Journal of Law and Education, Jul 2004 by Kagan, Josh

ABSTRACT

This essay presents one doctrinal method for lawyers to defend children accused of criminal charges in juvenile or adult court: attacking the applicability of the nearly twentyyear old case, New Jersey v. T.L.O. to most school searches. T.L.O. established a lower standard for searches of students by school officials, but it explicitly did not decide what standard the government must meet to justify school searches performed by police officers, creating a doctrinal starting point for advocates to raise challenges to searches involving police. More fundamentally, the T.L.O. Court based its decision on the presumption that firm gates separate public school from law enforcement and criminal justice institutions. Later administrative search cases inside and outside of the school context show that the lower standard of T.L.O. depends entirely on programmatic purposes that distinguish school systems and "ordinary law enforcement."
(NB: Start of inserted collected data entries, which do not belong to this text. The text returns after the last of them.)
// src/models/hint.rs

use serde::{Deserialize, Serialize, Serializer};
use sqlx::FromRow;
use validator::Validate;

/// Represents the 'hints' table in the database.
///
/// One row per (block, answer, text). Rows are never deleted: reporting a
/// hint flips `reported`, which hides it from students until staff clear
/// the flag again.
#[derive(Debug, Clone, FromRow, Serialize, Deserialize)]
pub struct Hint {
    pub id: i64,
    pub block_id: i64,

    /// Normalized wrong answer this hint belongs to.
    pub answer: String,

    /// The hint text shown to students. Sanitized on submission.
    pub text: String,

    /// Net vote count. Starts at 0, moved by upvote/downvote.
    pub rating: i64,

    /// Reported hints are excluded from best-hint selection.
    pub reported: bool,

    pub created_at: Option<chrono::DateTime<chrono::Utc>>,
}

/// Category tag attached to a get_hint response.
///
/// The client contract predates this rewrite: a served hint carries the
/// string 'ErrorResponse', while the no-hint sentinel carries JSON `false`.
#[derive(Debug, Clone, Copy, PartialEq, Eq)]
pub enum HintCategory {
    ErrorResponse,
    None,
}

impl Serialize for HintCategory {
    fn serialize<S>(&self, serializer: S) -> Result<S::Ok, S::Error>
    where
        S: Serializer,
    {
        match self {
            HintCategory::ErrorResponse => serializer.serialize_str("ErrorResponse"),
            HintCategory::None => serializer.serialize_bool(false),
        }
    }
}

/// Response body for get_hint.
#[derive(Debug, Serialize)]
pub struct HintResponse {
    #[serde(rename = "BestHint")]
    pub best_hint: String,
    #[serde(rename = "StudentAnswer")]
    pub student_answer: String,
    #[serde(rename = "HintCategory")]
    pub hint_category: HintCategory,
}

/// DTO for get_hint: the submission exactly as the problem input posted it
/// (form-encoded, e.g. 'ans=incorrect+answer+1').
#[derive(Debug, Deserialize, Validate)]
pub struct GetHintRequest {
    #[validate(length(min = 1, max = 2048))]
    pub submittedanswer: String,
}

/// DTO for add_new_hint.
#[derive(Debug, Deserialize, Validate)]
pub struct AddHintRequest {
    #[validate(length(
        min = 1,
        max = 512,
        message = "Hint text must be between 1 and 512 characters."
    ))]
    pub new_hint_submission: String,
    #[validate(length(min = 1, max = 512))]
    pub answer: String,
}

/// DTO for rate_hint. `student_rating` is 'upvote', 'downvote' or 'report'.
#[derive(Debug, Deserialize, Validate)]
pub struct RateHintRequest {
    #[validate(length(min = 1, max = 512))]
    pub student_answer: String,
    #[validate(length(min = 1, max = 512))]
    pub hint: String,
    #[validate(length(min = 1, max = 20))]
    pub student_rating: String,
}

/// DTO for the staff unreport operation.
#[derive(Debug, Deserialize, Validate)]
pub struct UnreportHintRequest {
    #[validate(length(min = 1, max = 512))]
    pub answer: String,
    #[validate(length(min = 1, max = 512))]
    pub hint: String,
}

/// One hint row in the staff tally.
#[derive(Debug, Serialize)]
pub struct HintTally {
    pub text: String,
    pub rating: i64,
    pub reported: bool,
}

/// Staff view: every hint for one answer, best-first.
#[derive(Debug, Serialize)]
pub struct AnswerHintSummary {
    pub answer: String,
    pub hints: Vec<HintTally>,
}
Porous schoolhouse gates have allowed schools and law enforcement to become increasingly entangled. Police officers are stationed full-time in our schools; states, localities and school districts have set policies that require schools to turn children over to law enforcement; states have criminalized school-specific conduct; actions taken by schools can lead to violations of a student's probation order from juvenile court; and juvenile courts routinely share confidential information with schools.

This excessive entanglement between schools and law enforcement makes T.L.O. inapplicable in a school where such entanglement exists. This conclusion would require the government to choose: either it can search students using a lower standard and prevent such searches from leading to law enforcement action or it can guarantee students the same civil rights in school that they have on the street. Either choice would be a significant improvement of our current situation where school searches deny children basic civil rights and widen the net of the juvenile and adult criminal justice systems. This essay presents this argument, using specific facts and cases from New York and South Carolina as examples. This argument contrasts with the simplistic approach that several state courts have applied when presented with this issue. Lawyers for children should use the argument presented in this essay to challenge the applicability of T.L.O. If they do, they will win victories for their clients in some state and federal courts.

I. INTRODUCTION

On November 5, 2003, school and law enforcement concern regarding suspected drug activity led to a massive police search of Stratford High School in the Berkeley School District, north of Charleston, South Carolina.1 According to police and school officials' statements to news reporters, fourteen police officers assumed "strategic positions" inside and outside the school. The officers, some with guns drawn, and a drugsniffing dog "secured" a hallway and the more than one hundred students present there. The police ordered those students to get on their knees and face the wall; the police handcuffed at least twelve students who failed to do so immediately. Police officers physically searched students and turned up no drugs. The dog alerted police to twelve bags carried by various students. Searches of these bags also turned up no drugs.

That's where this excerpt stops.